Economy 1 hour ago (Oct 28, 2022 02:22AM ET)
© Reuters. FILE PHOTO: Trading information for KKR & Co is displayed on a screen on the floor of the New York Stock Exchange (NYSE) in New York, U.S., August 23, 2018. REUTERS/Brendan McDermid
By Anshuman Daga
SINGAPORE (Reuters) – KKR & Co (NYSE:) Inc has raised nearly $6 billion for its second Asia Pacific infrastructure fund at the first-close, marking the biggest ever private equity fundraising for the sector in the region, two sources familiar with the matter told Reuters.
The record commitments to the fund just seven months after its launch underscores investors’ appetite to buy into diversified infrastructure assets at a time when soaring inflation and higher interest rates have depressed deals in many sectors.

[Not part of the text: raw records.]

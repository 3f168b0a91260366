//! # Pipeline Orchestrator
//!
//! Composes the stages end-to-end:
//! `question → canonicalize → extract → normalize → solve → refine →
//! guardrail → solve (+ fact synthesis) → explanation (+ judge)`.
//!
//! The orchestrator exclusively owns every [`LogicProgram`]; stage
//! runtimes receive shared views and return newly constructed programs.
//! One orchestrator invocation serves one request and runs single
//! threaded; concurrent requests share only the read-only registry, the
//! canonicalizer cache and the LLM status map.

pub mod explanation;
pub mod iteration;

use std::collections::BTreeMap;
use std::sync::Arc;

use serde::Serialize;
use tracing::{info, warn};

use crate::config::PipelineConfig;
use crate::dsl::extract_predicate_names;
use crate::feedback::{evaluate_program, FeedbackStatus, LogicFeedback};
use crate::guardrail::{run_guardrail, GuardrailResult};
use crate::llm::{CanonicalizerOutput, JudgeVerdict, LlmClient, StructuredAnswer};
use crate::ontology::{is_logical_keyword, Ontology};
use crate::program::canonical::ensure_canonical_query_rule;
use crate::program::normalize::{hydrate, normalize_value, NormalizationStats};
use crate::program::{Axiom, LogicProgram};
use crate::runtime::{
    CanonicalizerRuntime, JudgeRuntime, RefinementRuntime, StructuredExtractorRuntime,
};
use crate::solver::SolverError;

pub use explanation::{synthesize_explanation, ExplanationOutput};
pub use iteration::{IterationManager, IterationMetrics, IterationState, Refiner};

/// Upper bound on fact-synthesis rounds per evaluation.
const FACT_SYNTHESIS_MAX_ROUNDS: usize = 3;

/// Aggregated one-shot result.
#[derive(Debug, Clone, Serialize)]
pub struct PipelineResult {
    pub final_answer: String,
    pub logic_program: LogicProgram,
    pub feedback: LogicFeedback,
    pub guardrail: GuardrailResult,
    pub explanation: ExplanationOutput,
    pub fallback_used: bool,
    #[serde(skip_serializing_if = "Option::is_none")]
    pub fallback_feedback: Option<LogicFeedback>,
    pub canonicalization: CanonicalizerOutput,
    pub logic_program_v1: LogicProgram,
    pub feedback_v1: LogicFeedback,
    pub answer_v1: String,
    pub structured_stats: NormalizationStats,
    pub llm_status: BTreeMap<String, String>,
    #[serde(skip_serializing_if = "Option::is_none")]
    pub judge: Option<JudgeVerdict>,
}

/// Aggregated iterative result.
#[derive(Debug, Clone, Serialize)]
pub struct IterativeResult {
    pub best: IterationState,
    pub history: Vec<IterationState>,
    pub canonicalization: CanonicalizerOutput,
    pub structured_stats: NormalizationStats,
    pub llm_status: BTreeMap<String, String>,
}

/// v1 pipeline result (baseline structured ask + single solve).
#[derive(Debug, Clone, Serialize)]
pub struct V1Result {
    pub answer: String,
    pub verified: bool,
    pub solver_status: String,
    pub checks: Vec<String>,
    pub logic_program: LogicProgram,
    pub facts: BTreeMap<String, serde_json::Value>,
}
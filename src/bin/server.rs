//! Civilex HTTP Server Binary
//!
//! Starts the REST facade over the neuro-symbolic pipeline.
//!
//! ## Usage
//!
//! ```bash
//! # Start with defaults (dummy backend, 127.0.0.1:8080)
//! cargo run --bin civilex-server
//!
//! # Point at a real Ollama server
//! CIVILEX_LLM__BACKEND=ollama CIVILEX_LLM__MODEL=llama3 cargo run --bin civilex-server
//! ```

use std::sync::Arc;

use anyhow::Context as _;
use tracing::info;
use tracing_subscriber::EnvFilter;

use civilex::{Config, LegalPipeline, LlmClient, Ontology};

#[tokio::main]
async fn main() -> anyhow::Result<()> {
    let config = Config::load().unwrap_or_else(|err| {
        eprintln!("config load failed ({err}), using defaults");
        Config::default()
    });

    init_tracing(&config);

    let registry = Arc::new(Ontology::load_default().context("loading ontology catalogue")?);
    let llm = Arc::new(LlmClient::from_config(&config.llm, registry.clone()));
    let pipeline = Arc::new(LegalPipeline::new(
        registry,
        llm,
        config.pipeline.clone(),
    ));

    let app = civilex::rest::router(pipeline);
    let listener = tokio::net::TcpListener::bind(&config.http.bind_addr)
        .await
        .with_context(|| format!("binding {}", config.http.bind_addr))?;
    info!(addr = %config.http.bind_addr, "civilex server listening");

    axum::serve(listener, app).await.context("serving HTTP")?;
    Ok(())
}

fn init_tracing(config: &Config) {
    let filter = EnvFilter::try_from_default_env()
        .unwrap_or_else(|_| EnvFilter::new(config.logging.level.clone()));
    if config.logging.format == "json" {
        tracing_subscriber::fmt()
            .with_env_filter(filter)
            .json()
            .init();
    } else {
        tracing_subscriber::fmt().with_env_filter(filter).init();
    }
}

The latest fundraising comes after the U.S private equity firm deployed most of the $3.9 billion capital raised in its debut Asia infrastructure fund that reported its final-close in January 2021, said one of the sources.
KKR declined to comment. The sources declined to be named as the information has not been made public.
The first-close of a private equity fundraising process is seen as a key milestone that highlights the fund has reached a minimum threshold and can start making investments.
Globally, sovereign wealth funds, endowments, insurance firms, pension funds and family offices have been pouring money into infrastructure vehicles to get exposure to assets which are seen offering, stable, long-term and inflation-beating returns.
BlackRock Inc (NYSE:) said on Tuesday that it had raised $4.5 billion out of an overall $7.5 billion-target for a new global fund to invest in infrastructure assets aimed at climate-focused projects.
In May, Macquarie Asset Management said it had received more than $4.2 billion in investor commitments at the final-close of its third Asia Pacific regional infrastructure fund, exceeding the fund’s S3 billion target.
HOTBED FOR DEALS
Like the debut infrastructure fund that made more than a dozen investments, KKR’s latest one will target renewables, telecom towers, power, utilities and transportation infrastructure, among others, the sources said.
Southeast Asia, in particular, has been a hotbed for infrastructure transactions, with billions of dollars of investments flowing into the sector in the last few years.
This year alone, funds backed by the likes of KKR, Macquarie, infrastructure investors DigitalBridge and Stonepeak have struck deals for tens of thousands of telecom towers in the Philippines.
Earlier this month, a top executive at Permodalan Nasional Bhd, Malaysia’s largest asset manager, told Reuters that it plans to add infrastructure assets into its portfolio from 2023.
Data from analytics firm Preqin showed that at investor commitments of $6 billion even at the first-close, KKR’s latest infrastructure fund would rank as Asia Pacific’s largest ever dedicated fund for the industry.
Last year, 19 Asia Pacific-focused infrastructure funds raised a total of $10.3 billion, Preqin data showed.
Spearheaded by David Luboff, who joined KKR in Singapore in 2019 to head its Asia Pacific infrastructure business, the investment firm has rolled out its regional infrastructure strategy and ramped up its Asian infrastructure team to 25.
Luboff, who had an 18-year stint at Macquarie Group (OTC:), moved to Sydney in early 2022 and was later also named the co-head of KKR’s Australian and New Zealand operations.
Last month, Neil Arora, a veteran infrastructure dealmaker from Macquarie, joined KKR as the head of its energy transition team for Asia Pacific.